**ACTIVITY:**
Nothing in the records may change. Output them all exactly.
◆ ◆ ◆ ◆
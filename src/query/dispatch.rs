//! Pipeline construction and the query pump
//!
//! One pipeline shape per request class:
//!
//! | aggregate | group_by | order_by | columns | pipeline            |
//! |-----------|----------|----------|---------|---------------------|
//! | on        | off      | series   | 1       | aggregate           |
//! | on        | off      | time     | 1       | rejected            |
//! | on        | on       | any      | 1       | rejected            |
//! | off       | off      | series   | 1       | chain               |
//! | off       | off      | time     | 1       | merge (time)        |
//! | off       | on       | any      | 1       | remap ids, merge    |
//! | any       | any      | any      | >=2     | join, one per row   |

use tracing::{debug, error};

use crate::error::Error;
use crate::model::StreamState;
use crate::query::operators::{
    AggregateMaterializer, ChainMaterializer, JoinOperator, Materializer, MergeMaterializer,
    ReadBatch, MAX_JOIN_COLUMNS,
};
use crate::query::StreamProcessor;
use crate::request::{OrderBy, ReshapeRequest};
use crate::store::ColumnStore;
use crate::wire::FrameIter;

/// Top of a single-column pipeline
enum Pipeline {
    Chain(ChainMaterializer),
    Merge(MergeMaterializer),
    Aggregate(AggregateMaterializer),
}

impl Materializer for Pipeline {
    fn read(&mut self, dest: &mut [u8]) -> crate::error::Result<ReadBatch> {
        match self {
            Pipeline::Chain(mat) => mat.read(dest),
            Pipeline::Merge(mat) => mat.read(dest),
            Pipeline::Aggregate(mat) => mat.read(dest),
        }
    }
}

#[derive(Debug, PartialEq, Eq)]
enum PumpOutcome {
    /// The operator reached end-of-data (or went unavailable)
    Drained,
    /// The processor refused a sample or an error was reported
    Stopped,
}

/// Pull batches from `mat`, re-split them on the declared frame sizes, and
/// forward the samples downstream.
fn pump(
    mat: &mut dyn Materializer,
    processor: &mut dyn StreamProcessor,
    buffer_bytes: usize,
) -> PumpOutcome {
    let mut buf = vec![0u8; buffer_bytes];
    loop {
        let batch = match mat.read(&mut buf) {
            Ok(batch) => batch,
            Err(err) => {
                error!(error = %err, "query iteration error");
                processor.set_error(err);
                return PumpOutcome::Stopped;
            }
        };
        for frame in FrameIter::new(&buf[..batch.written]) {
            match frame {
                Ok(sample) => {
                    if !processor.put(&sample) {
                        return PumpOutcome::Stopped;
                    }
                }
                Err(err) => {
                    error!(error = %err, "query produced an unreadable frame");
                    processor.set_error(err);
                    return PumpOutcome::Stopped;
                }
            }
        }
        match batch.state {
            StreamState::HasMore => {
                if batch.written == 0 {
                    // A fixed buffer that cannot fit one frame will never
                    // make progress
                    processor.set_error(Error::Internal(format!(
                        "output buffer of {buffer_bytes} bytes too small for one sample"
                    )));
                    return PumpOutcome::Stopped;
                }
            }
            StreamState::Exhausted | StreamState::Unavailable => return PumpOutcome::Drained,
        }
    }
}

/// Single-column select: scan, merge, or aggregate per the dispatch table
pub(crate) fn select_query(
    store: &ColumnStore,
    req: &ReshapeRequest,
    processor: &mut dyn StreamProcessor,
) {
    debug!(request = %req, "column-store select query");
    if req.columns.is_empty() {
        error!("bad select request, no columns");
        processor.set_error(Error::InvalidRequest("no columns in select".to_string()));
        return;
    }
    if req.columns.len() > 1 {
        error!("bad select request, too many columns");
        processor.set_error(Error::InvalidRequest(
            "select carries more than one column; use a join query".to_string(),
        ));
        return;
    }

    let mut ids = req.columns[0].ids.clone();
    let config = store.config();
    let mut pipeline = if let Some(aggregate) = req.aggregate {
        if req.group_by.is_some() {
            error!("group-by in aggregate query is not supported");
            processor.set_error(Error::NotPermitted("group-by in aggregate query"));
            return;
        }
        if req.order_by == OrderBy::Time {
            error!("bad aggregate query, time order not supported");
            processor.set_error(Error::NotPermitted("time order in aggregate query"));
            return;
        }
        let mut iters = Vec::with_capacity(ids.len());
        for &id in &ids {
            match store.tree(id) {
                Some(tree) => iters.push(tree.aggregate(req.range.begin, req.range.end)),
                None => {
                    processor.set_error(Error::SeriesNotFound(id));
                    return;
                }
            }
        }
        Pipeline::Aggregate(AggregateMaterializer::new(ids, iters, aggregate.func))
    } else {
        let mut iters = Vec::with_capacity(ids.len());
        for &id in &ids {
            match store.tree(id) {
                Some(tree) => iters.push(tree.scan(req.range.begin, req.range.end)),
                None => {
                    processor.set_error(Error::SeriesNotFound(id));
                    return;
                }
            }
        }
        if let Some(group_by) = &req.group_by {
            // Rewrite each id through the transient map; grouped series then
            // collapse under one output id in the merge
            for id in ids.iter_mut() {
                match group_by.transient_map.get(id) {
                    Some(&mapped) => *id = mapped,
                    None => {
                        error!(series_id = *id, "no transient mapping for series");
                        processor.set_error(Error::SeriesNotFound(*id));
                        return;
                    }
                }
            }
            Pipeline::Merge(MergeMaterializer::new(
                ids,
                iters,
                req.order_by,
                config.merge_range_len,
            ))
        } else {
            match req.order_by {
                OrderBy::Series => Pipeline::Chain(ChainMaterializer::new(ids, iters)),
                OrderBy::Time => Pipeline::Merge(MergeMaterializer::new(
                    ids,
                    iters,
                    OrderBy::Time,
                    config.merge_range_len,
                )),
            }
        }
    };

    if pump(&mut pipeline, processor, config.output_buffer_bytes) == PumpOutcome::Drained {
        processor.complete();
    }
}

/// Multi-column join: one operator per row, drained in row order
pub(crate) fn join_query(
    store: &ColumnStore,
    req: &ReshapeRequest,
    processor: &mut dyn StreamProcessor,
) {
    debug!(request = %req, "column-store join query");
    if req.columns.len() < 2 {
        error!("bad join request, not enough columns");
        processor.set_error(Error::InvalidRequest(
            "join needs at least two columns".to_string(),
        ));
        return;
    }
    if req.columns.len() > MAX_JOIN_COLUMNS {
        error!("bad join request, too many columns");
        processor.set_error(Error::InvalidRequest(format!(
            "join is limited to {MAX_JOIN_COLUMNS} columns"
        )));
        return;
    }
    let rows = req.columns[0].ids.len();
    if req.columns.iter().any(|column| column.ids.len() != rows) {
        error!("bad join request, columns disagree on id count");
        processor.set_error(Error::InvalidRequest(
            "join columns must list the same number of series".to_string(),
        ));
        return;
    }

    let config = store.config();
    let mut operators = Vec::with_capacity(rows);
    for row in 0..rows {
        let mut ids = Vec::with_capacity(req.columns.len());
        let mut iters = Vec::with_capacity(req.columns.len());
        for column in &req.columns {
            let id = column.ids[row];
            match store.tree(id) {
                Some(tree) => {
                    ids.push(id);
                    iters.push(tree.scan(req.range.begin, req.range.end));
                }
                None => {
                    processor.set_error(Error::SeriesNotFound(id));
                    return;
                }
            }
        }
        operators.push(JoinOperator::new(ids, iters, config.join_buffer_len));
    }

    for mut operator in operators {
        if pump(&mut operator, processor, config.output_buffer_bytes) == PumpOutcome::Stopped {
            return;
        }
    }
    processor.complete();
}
◆ ◆ ◆ ◆
**SOLUTION TO THIS EXERCISE:**
filename src/query/dispatch.rs
//! Pipeline construction and the query pump
//!
//! One pipeline shape per request class:
//!
//! | aggregate | group_by | order_by | columns | pipeline            |
//! |-----------|----------|----------|---------|---------------------|
//! | on        | off      | series   | 1       | aggregate           |
//! | on        | off      | time     | 1       | rejected            |
//! | on        | on       | any      | 1       | rejected            |
//! | off       | off      | series   | 1       | chain               |
//! | off       | off      | time     | 1       | merge (time)        |
//! | off       | on       | any      | 1       | remap ids, merge    |
//! | any       | any      | any      | >=2     | join, one per row   |

use tracing::{debug, error};

use crate::error::Error;
use crate::model::StreamState;
use crate::query::operators::{
    AggregateMaterializer, ChainMaterializer, JoinOperator, Materializer, MergeMaterializer,
    ReadBatch, MAX_JOIN_COLUMNS,
};
use crate::query::StreamProcessor;
use crate::request::{OrderBy, ReshapeRequest};
use crate::store::ColumnStore;
use crate::wire::FrameIter;

/// Top of a single-column pipeline
enum Pipeline {
    Chain(ChainMaterializer),
    Merge(MergeMaterializer),
    Aggregate(AggregateMaterializer),
}

impl Materializer for Pipeline {
    fn read(&mut self, dest: &mut [u8]) -> crate::error::Result<ReadBatch> {
        match self {
            Pipeline::Chain(mat) => mat.read(dest),
            Pipeline::Merge(mat) => mat.read(dest),
            Pipeline::Aggregate(mat) => mat.read(dest),
        }
    }
}

#[derive(Debug, PartialEq, Eq)]
enum PumpOutcome {
    /// The operator reached end-of-data (or went unavailable)
    Drained,
    /// The processor refused a sample or an error was reported
    Stopped,
}

/// Pull batches from `mat`, re-split them on the declared frame sizes, and
/// forward the samples downstream.
fn pump(
    mat: &mut dyn Materializer,
    processor: &mut dyn StreamProcessor,
    buffer_bytes: usize,
) -> PumpOutcome {
    let mut buf = vec![0u8; buffer_bytes];
    loop {
        let batch = match mat.read(&mut buf) {
            Ok(batch) => batch,
            Err(err) => {
                error!(error = %err, "query iteration error");
                processor.set_error(err);
                return PumpOutcome::Stopped;
            }
        };
        for frame in FrameIter::new(&buf[..batch.written]) {
            match frame {
                Ok(sample) => {
                    if !processor.put(&sample) {
                        return PumpOutcome::Stopped;
                    }
                }
                Err(err) => {
                    error!(error = %err, "query produced an unreadable frame");
                    processor.set_error(err);
                    return PumpOutcome::Stopped;
                }
            }
        }
        match batch.state {
            StreamState::HasMore => {
                if batch.written == 0 {
                    // A fixed buffer that cannot fit one frame will never
                    // make progress
                    processor.set_error(Error::Internal(format!(
                        "output buffer of {buffer_bytes} bytes too small for one sample"
                    )));
                    return PumpOutcome::Stopped;
                }
            }
            StreamState::Exhausted | StreamState::Unavailable => return PumpOutcome::Drained,
        }
    }
}

/// Single-column select: scan, merge, or aggregate per the dispatch table
pub(crate) fn select_query(
    store: &ColumnStore,
    req: &ReshapeRequest,
    processor: &mut dyn StreamProcessor,
) {
    debug!(request = %req, "column-store select query");
    if req.columns.is_empty() {
        error!("bad select request, no columns");
        processor.set_error(Error::InvalidRequest("no columns in select".to_string()));
        return;
    }
    if req.columns.len() > 1 {
        error!("bad select request, too many columns");
        processor.set_error(Error::InvalidRequest(
            "select carries more than one column; use a join query".to_string(),
        ));
        return;
    }

    let mut ids = req.columns[0].ids.clone();
    let config = store.config();
    let mut pipeline = if let Some(aggregate) = req.aggregate {
        if req.group_by.is_some() {
            error!("group-by in aggregate query is not supported");
            processor.set_error(Error::NotPermitted("group-by in aggregate query"));
            return;
        }
        if req.order_by == OrderBy::Time {
            error!("bad aggregate query, time order not supported");
            processor.set_error(Error::NotPermitted("time order in aggregate query"));
            return;
        }
        let mut iters = Vec::with_capacity(ids.len());
        for &id in &ids {
            match store.tree(id) {
                Some(tree) => iters.push(tree.aggregate(req.range.begin, req.range.end)),
                None => {
                    processor.set_error(Error::SeriesNotFound(id));
                    return;
                }
            }
        }
        Pipeline::Aggregate(AggregateMaterializer::new(ids, iters, aggregate.func))
    } else {
        let mut iters = Vec::with_capacity(ids.len());
        for &id in &ids {
            match store.tree(id) {
                Some(tree) => iters.push(tree.scan(req.range.begin, req.range.end)),
                None => {
                    processor.set_error(Error::SeriesNotFound(id));
                    return;
                }
            }
        }
        if let Some(group_by) = &req.group_by {
            // Rewrite each id through the transient map; grouped series then
            // collapse under one output id in the merge
            for id in ids.iter_mut() {
                match group_by.transient_map.get(id) {
                    Some(&mapped) => *id = mapped,
                    None => {
                        error!(series_id = *id, "no transient mapping for series");
                        processor.set_error(Error::SeriesNotFound(*id));
                        return;
                    }
                }
            }
            Pipeline::Merge(MergeMaterializer::new(
                ids,
                iters,
                req.order_by,
                config.merge_range_len,
            ))
        } else {
            match req.order_by {
                OrderBy::Series => Pipeline::Chain(ChainMaterializer::new(ids, iters)),
                OrderBy::Time => Pipeline::Merge(MergeMaterializer::new(
                    ids,
                    iters,
                    OrderBy::Time,
                    config.merge_range_len,
                )),
            }
        }
    };

    if pump(&mut pipeline, processor, config.output_buffer_bytes) == PumpOutcome::Drained {
        processor.complete();
    }
}

/// Multi-column join: one operator per row, drained in row order
pub(crate) fn join_query(
    store: &ColumnStore,
    req: &ReshapeRequest,
    processor: &mut dyn StreamProcessor,
) {
    debug!(request = %req, "column-store join query");
    if req.columns.len() < 2 {
        error!("bad join request, not enough columns");
        processor.set_error(Error::InvalidRequest(
            "join needs at least two columns".to_string(),
        ));
        return;
    }
    if req.columns.len() > MAX_JOIN_COLUMNS {
        error!("bad join request, too many columns");
        processor.set_error(Error::InvalidRequest(format!(
            "join is limited to {MAX_JOIN_COLUMNS} columns"
        )));
        return;
    }
    let rows = req.columns[0].ids.len();
    if req.columns.iter().any(|column| column.ids.len() != rows) {
        error!("bad join request, columns disagree on id count");
        processor.set_error(Error::InvalidRequest(
            "join columns must list the same number of series".to_string(),
        ));
        return;
    }

    let config = store.config();
    let mut operators = Vec::with_capacity(rows);
    for row in 0..rows {
        let mut ids = Vec::with_capacity(req.columns.len());
        let mut iters = Vec::with_capacity(req.columns.len());
        for column in &req.columns {
            let id = column.ids[row];
            match store.tree(id) {
                Some(tree) => {
                    ids.push(id);
                    iters.push(tree.scan(req.range.begin, req.range.end));
                }
                None => {
                    processor.set_error(Error::SeriesNotFound(id));
                    return;
                }
            }
        }
        operators.push(JoinOperator::new(ids, iters, config.join_buffer_len));
    }

    for mut operator in operators {
        if pump(&mut operator, processor, config.output_buffer_bytes) == PumpOutcome::Stopped {
            return;
        }
    }
    processor.complete();
}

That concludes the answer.